I had an exchange this week with a member of the staff that got me thinking again about these proposed amendments that would have the assets of a disbanded branch/state go to “AAUW [or an AAUW-affiliated entity designated by AAUW]” instead of “an AAUW entity”.
The short version is that sometimes the staff falls for “inside the Beltline” thinking. My conversation was about a decision that had been made based on information needed by the staff. When I pointed out a change that would make the information much more helpful to members, the comment was “I hadn’t thought of it that way.” I think that’s the crux of the problem with these proposed amendments.
In the bylaws the members approved in June of 2009, the language that assets go to an “AAUW entity” was, I think, understood by the majority of voters to mean that the assets could go to AAUW, the AAUW Action Fund or any of the recognized “affiliates” of the national organization (i.e. branches and states).
But then in the fall of 2009 the affiliate agreement came out with the language changed from “AAUW entity” to “AAUW”. This changed the wording in the bylaws, but, from the point of view of the lawyers who drew up the affiliate agreement, evidently wasn’t a change because to them (with “inside the Beltline” thinking) the only “AAUW entities” that they “saw” were AAUW and the Action Fund, so why not make things simpler and just say “AAUW”. I’ve no idea how many branches have yet to sign the affiliate agreement and whether this language change is a sticking point for any of them. I made my peace with the change since it seems clear that a functioning branch can allocate its assets before it disbands (and sends only the final check to AAUW).
Anyway, I am in favor of these amendments for pragmatic reasons
- They bring the bylaws in line with the affiliate agreement, so no one is confused about what they signed.
- They set things up for a new round of amendments in 2013 that, I think, would honor the voters’ intentions in 2009
This new round of amendments could include language like
- In the event of the dissolution of the branch or the termination of its affiliation with AAUW
- a vote of the branch shall govern the distribution all assets of the branch to AAUW, the AAUW Action Fund, or a duly recognized affiliate of AAUW, or
- if there is no affirmative vote of the branch to determine what organization will receive the assets, abandoned assets shall revert to ownership of AAUW.
Of course approving language like that in the bylaws would require a corresponding change to the Affiliate Agreement. It should also be clarified in the documents provided to branches that are preparing to disband.

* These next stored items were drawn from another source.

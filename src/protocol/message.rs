//! RTMP message types and parsing
//!
//! RTMP messages are classified into:
//! - Protocol Control Messages (types 1, 5, 6): chunk/flow control
//! - User Control Messages (type 4): stream events
//! - Command Messages (types 17, 20): AMF-encoded commands
//! - Data Messages (types 15, 18): metadata
//! - Audio/Video Messages (types 8, 9): media data
//!
//! AMF3-flavored command/data messages (types 17/15) are handled by skipping
//! the leading marker byte and parsing the remainder as AMF0.
//!
//! Reference: RTMP Specification Section 5.4

use bytes::{Buf, BufMut, Bytes, BytesMut};

use crate::amf::{Amf0Decoder, Amf0Encoder, AmfValue};
use crate::error::{AmfError, ProtocolError, Result};
use crate::protocol::chunk::RawMessage;
use crate::protocol::constants::*;

/// Parsed RTMP message
#[derive(Debug, Clone)]
pub enum RtmpMessage {
    /// Set Chunk Size (type 1)
    SetChunkSize(u32),

    /// User Control Message (type 4)
    UserControl(UserControlEvent),

    /// Window Acknowledgement Size (type 5)
    WindowAckSize(u32),

    /// Set Peer Bandwidth (type 6)
    SetPeerBandwidth { size: u32, limit_type: u8 },

    /// Audio data (type 8)
    Audio { timestamp: u32, data: Bytes },

    /// Video data (type 9)
    Video { timestamp: u32, data: Bytes },

    /// AMF0/AMF3 Command (types 20/17)
    Command(Command),

    /// AMF0/AMF3 Data message (types 18/15) - metadata etc.
    Data(DataMessage),

    /// Any other message type, kept opaque
    Unknown { type_id: u8, data: Bytes },
}

/// User Control Event
#[derive(Debug, Clone)]
pub enum UserControlEvent {
    StreamBegin(u32),
    SetBufferLength { stream_id: u32, buffer_ms: u32 },
    StreamIsRecorded(u32),
    Unknown { event_type: u16, data: Bytes },
}

/// RTMP command (connect, publish, play, _result, ...)
#[derive(Debug, Clone)]
pub struct Command {
    /// Command name
    pub name: String,
    /// Transaction ID
    pub transaction_id: f64,
    /// Command object (often null for responses)
    pub command_object: AmfValue,
    /// Additional arguments
    pub arguments: Vec<AmfValue>,
    /// Message stream ID the command arrived on
    pub stream_id: u32,
}

/// Data message (onMetaData, |RtmpSampleAccess, ...)
#[derive(Debug, Clone)]
pub struct DataMessage {
    /// Values, including the leading handler-name string
    pub values: Vec<AmfValue>,
    /// Message stream ID
    pub stream_id: u32,
}

impl DataMessage {
    /// Handler name (first string value), if any
    pub fn name(&self) -> Option<&str> {
        self.values.first().and_then(|v| v.as_str())
    }
}

impl RtmpMessage {
    /// Parse a reassembled message
    pub fn from_raw(raw: &RawMessage) -> Result<Self> {
        let mut payload = raw.payload.clone();

        match raw.message_type {
            MSG_SET_CHUNK_SIZE => {
                if payload.len() < 4 {
                    return Err(ProtocolError::InvalidChunkHeader.into());
                }
                let size = payload.get_u32() & 0x7FFF_FFFF; // Ignore MSB
                Ok(RtmpMessage::SetChunkSize(size))
            }

            MSG_USER_CONTROL => Self::parse_user_control(&mut payload),

            MSG_WINDOW_ACK_SIZE => {
                if payload.len() < 4 {
                    return Err(ProtocolError::InvalidChunkHeader.into());
                }
                Ok(RtmpMessage::WindowAckSize(payload.get_u32()))
            }

            MSG_SET_PEER_BANDWIDTH => {
                if payload.len() < 5 {
                    return Err(ProtocolError::InvalidChunkHeader.into());
                }
                let size = payload.get_u32();
                let limit_type = payload.get_u8();
                Ok(RtmpMessage::SetPeerBandwidth { size, limit_type })
            }

            MSG_AUDIO => Ok(RtmpMessage::Audio {
                timestamp: raw.timestamp,
                data: payload,
            }),

            MSG_VIDEO => Ok(RtmpMessage::Video {
                timestamp: raw.timestamp,
                data: payload,
            }),

            MSG_COMMAND_AMF0 => {
                let cmd = Self::parse_command(&mut payload, raw.stream_id)?;
                Ok(RtmpMessage::Command(cmd))
            }

            MSG_COMMAND_AMF3 => {
                // Skip the AMF3 marker byte, parse the rest as AMF0
                if !payload.is_empty() {
                    payload.advance(1);
                }
                let cmd = Self::parse_command(&mut payload, raw.stream_id)?;
                Ok(RtmpMessage::Command(cmd))
            }

            MSG_DATA_AMF0 => {
                let data = Self::parse_data(&mut payload, raw.stream_id)?;
                Ok(RtmpMessage::Data(data))
            }

            MSG_DATA_AMF3 => {
                if !payload.is_empty() {
                    payload.advance(1);
                }
                let data = Self::parse_data(&mut payload, raw.stream_id)?;
                Ok(RtmpMessage::Data(data))
            }

            _ => Ok(RtmpMessage::Unknown {
                type_id: raw.message_type,
                data: payload,
            }),
        }
    }

    /// Parse User Control message
    fn parse_user_control(payload: &mut Bytes) -> Result<Self> {
        if payload.len() < 2 {
            return Err(ProtocolError::InvalidChunkHeader.into());
        }

        let event_type = payload.get_u16();
        let event = match event_type {
            UC_STREAM_BEGIN if payload.len() >= 4 => {
                UserControlEvent::StreamBegin(payload.get_u32())
            }
            UC_SET_BUFFER_LENGTH if payload.len() >= 8 => {
                let stream_id = payload.get_u32();
                let buffer_ms = payload.get_u32();
                UserControlEvent::SetBufferLength {
                    stream_id,
                    buffer_ms,
                }
            }
            UC_STREAM_IS_RECORDED if payload.len() >= 4 => {
                UserControlEvent::StreamIsRecorded(payload.get_u32())
            }
            _ => UserControlEvent::Unknown {
                event_type,
                data: payload.clone(),
            },
        };

        Ok(RtmpMessage::UserControl(event))
    }

    /// Parse AMF0 command: name, transaction id, command object, arguments
    fn parse_command(payload: &mut Bytes, stream_id: u32) -> Result<Command> {
        let mut decoder = Amf0Decoder::new();

        let name = match decoder.decode(payload)? {
            AmfValue::String(s) => s,
            other => {
                return Err(
                    ProtocolError::InvalidCommand(format!("name is {:?}", other)).into(),
                )
            }
        };

        let transaction_id = match decoder.decode(payload) {
            Ok(AmfValue::Number(n)) => n,
            _ => 0.0, // Lenient: some encoders omit it
        };

        let command_object = if payload.has_remaining() {
            decoder.decode(payload)?
        } else {
            AmfValue::Null
        };

        let mut arguments = Vec::new();
        while payload.has_remaining() {
            match decoder.decode(payload) {
                Ok(v) => arguments.push(v),
                Err(AmfError::UnexpectedEof) => break,
                Err(e) => return Err(e.into()),
            }
        }

        Ok(Command {
            name,
            transaction_id,
            command_object,
            arguments,
            stream_id,
        })
    }

    /// Parse AMF0 data message into its value sequence
    fn parse_data(payload: &mut Bytes, stream_id: u32) -> Result<DataMessage> {
        let mut decoder = Amf0Decoder::new();

        let mut values = Vec::new();
        while payload.has_remaining() {
            match decoder.decode(payload) {
                Ok(v) => values.push(v),
                Err(AmfError::UnexpectedEof) => break,
                Err(e) => return Err(e.into()),
            }
        }

        Ok(DataMessage { values, stream_id })
    }

    /// Encode message to (type id, payload)
    pub fn encode(&self) -> (u8, Bytes) {
        match self {
            RtmpMessage::SetChunkSize(size) => {
                let mut buf = BytesMut::with_capacity(4);
                buf.put_u32(*size);
                (MSG_SET_CHUNK_SIZE, buf.freeze())
            }

            RtmpMessage::WindowAckSize(size) => {
                let mut buf = BytesMut::with_capacity(4);
                buf.put_u32(*size);
                (MSG_WINDOW_ACK_SIZE, buf.freeze())
            }

            RtmpMessage::SetPeerBandwidth { size, limit_type } => {
                let mut buf = BytesMut::with_capacity(5);
                buf.put_u32(*size);
                buf.put_u8(*limit_type);
                (MSG_SET_PEER_BANDWIDTH, buf.freeze())
            }

            RtmpMessage::UserControl(event) => {
                let mut buf = BytesMut::with_capacity(10);
                match event {
                    UserControlEvent::StreamBegin(id) => {
                        buf.put_u16(UC_STREAM_BEGIN);
                        buf.put_u32(*id);
                    }
                    UserControlEvent::SetBufferLength {
                        stream_id,
                        buffer_ms,
                    } => {
                        buf.put_u16(UC_SET_BUFFER_LENGTH);
                        buf.put_u32(*stream_id);
                        buf.put_u32(*buffer_ms);
                    }
                    UserControlEvent::StreamIsRecorded(id) => {
                        buf.put_u16(UC_STREAM_IS_RECORDED);
                        buf.put_u32(*id);
                    }
                    UserControlEvent::Unknown { event_type, data } => {
                        buf.put_u16(*event_type);
                        buf.put_slice(data);
                    }
                }
                (MSG_USER_CONTROL, buf.freeze())
            }

            RtmpMessage::Audio { data, .. } => (MSG_AUDIO, data.clone()),

            RtmpMessage::Video { data, .. } => (MSG_VIDEO, data.clone()),

            RtmpMessage::Command(cmd) => (MSG_COMMAND_AMF0, encode_command(cmd)),

            RtmpMessage::Data(data) => (MSG_DATA_AMF0, encode_data(data)),

            RtmpMessage::Unknown { type_id, data } => (*type_id, data.clone()),
        }
    }
}

/// Encode a command to AMF0 bytes
fn encode_command(cmd: &Command) -> Bytes {
    let mut encoder = Amf0Encoder::new();
    encoder.encode(&AmfValue::String(cmd.name.clone()));
    encoder.encode(&AmfValue::Number(cmd.transaction_id));
    encoder.encode(&cmd.command_object);
    for arg in &cmd.arguments {
        encoder.encode(arg);
    }
    encoder.finish()
}

/// Encode a data message to AMF0 bytes
fn encode_data(data: &DataMessage) -> Bytes {
    let mut encoder = Amf0Encoder::new();
    for value in &data.values {
        encoder.encode(value);
    }
    encoder.finish()
}

impl Command {
    /// Create a _result response
    pub fn result(transaction_id: f64, properties: AmfValue, info: AmfValue) -> Self {
        Command {
            name: CMD_RESULT.to_string(),
            transaction_id,
            command_object: properties,
            arguments: vec![info],
            stream_id: 0,
        }
    }

    /// Create an onStatus response
    pub fn on_status(transaction_id: f64, level: &str, code: &str, description: &str) -> Self {
        let info = crate::amf_object! {
            "level" => level,
            "code" => code,
            "description" => description,
        };

        Command {
            name: CMD_ON_STATUS.to_string(),
            transaction_id,
            command_object: AmfValue::Null,
            arguments: vec![info],
            stream_id: 0,
        }
    }

    /// Code string of the first info-object argument, if any
    pub fn info_code(&self) -> Option<&str> {
        self.arguments.first()?.get_string("code")
    }
}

Some say “defeat these amendments and get it right next time,” and while I hear that argument, I think the inconsistency between the bylaws and the affiliate agreement is confusing. Making the change to be “AAUW” makes it clearer that a change will be needed to ensure that what the delegates intended in 2009 (and what is, no doubt, common practice as branches disband and deliver their assets to a neighboring branch). We have no forum to propose changes to the affiliate agreement, but since the affiliate agreement should conform to the bylaws, let’s remove the obviously unclear language “AAUW entity” from the bylaws so we can propose new, clearer, language for 2013. And while this may make no practical change (again, a functioning branch can distribute its assets before it disbands), it just makes things simpler if the final check as the account is closed can be made payable based on the wishes of the branch members.
This article clarifies comments made in an earlier post on these and other proposed bylaws amendments.